Yoshida Yuto, Okada Waka, Takada Kazutake, Nakamura Shuichi, Yasukawa Naoki
Department of Life Science and Applied Chemistry, Graduate School of Engineering, Nagoya Institute of Technology, Gokiso, Showa-ku, Nagoya 466-8555, Japan.
Org Lett. 2025 Mar 21;27(11):2542-2547. doi: 10.1021/acs.orglett.4c04701. Epub 2025 Jan 10.

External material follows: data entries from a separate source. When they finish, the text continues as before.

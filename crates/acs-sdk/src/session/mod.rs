//! Device session management
//!
//! Maps logical device identifiers to native login sessions and owns the
//! connectivity view (live session + last-seen) of every device.

mod manager;

pub use manager::SessionManager;
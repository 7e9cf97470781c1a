//! Shared data models for the device integration layer

mod device;
mod event;
mod health;

pub use device::*;
pub use event::*;
pub use health::*;
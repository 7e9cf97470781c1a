//! Native SDK health models

use std::fmt;
use std::path::PathBuf;

use serde::{Deserialize, Serialize};

/// A native error code translated into something an operator can act on
#[derive(Debug, Clone, PartialEq, Eq, Serialize, Deserialize)]
pub struct ErrorDiagnostic {
    /// Native error code
    pub code: u32,
    /// Human-readable message
    pub message: String,
    /// Remediation hint
    pub hint: String,
}

impl fmt::Display for ErrorDiagnostic {
    fn fmt(&self, f: &mut fmt::Formatter<'_>) -> fmt::Result {
        write!(f, "{} (code {})", self.message, self.code)
    }
}

/// Snapshot of the native gateway state
#[derive(Debug, Clone, PartialEq, Eq, Serialize, Deserialize)]
pub struct SdkHealth {
    /// Native library loaded and initialised
    pub initialized: bool,
    /// `<os>-<arch>` of the running process
    pub platform: String,
    /// Live device sessions
    pub active_sessions: usize,
    /// Most recent native error, `None` when there is none
    #[serde(skip_serializing_if = "Option::is_none")]
    pub last_error: Option<ErrorDiagnostic>,
    /// Directories searched for the native library, in order
    pub library_search_paths: Vec<PathBuf>,
    /// Where the native library was loaded from
    #[serde(skip_serializing_if = "Option::is_none")]
    pub library_location: Option<PathBuf>,
}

Decyanation after α-functionalization by exploiting the inherent properties of cyano groups enables the strategic assembly of a carbon scaffold. Herein, we demonstrate an amine-ligated boryl radical-mediated cyano group transfer (CGT) strategy of malononitriles under photocatalytic conditions. This strategy allows for the cleavage of C(sp)-CN and the formation of C(sp)-D and C(sp) to realize decyanative deuteration and cyclization via radical-polar crossover. Computational studies successfully demonstrated the reactivity of CGT promoters can be accurately assessed.
通过利用氰基的固有性质在α-官能化后进行脱氰反应,能够实现碳骨架的策略性组装。在此,我们展示了一种在光催化条件下,胺连接的硼自由基介导的丙二腈氰基转移(CGT)策略。该策略允许C(sp)-CN键的断裂以及C(sp)-D和C(sp)键的形成,从而通过自由基-极性交叉实现脱氰氘代和环化反应。计算研究成功证明了CGT促进剂的反应活性可以得到准确评估。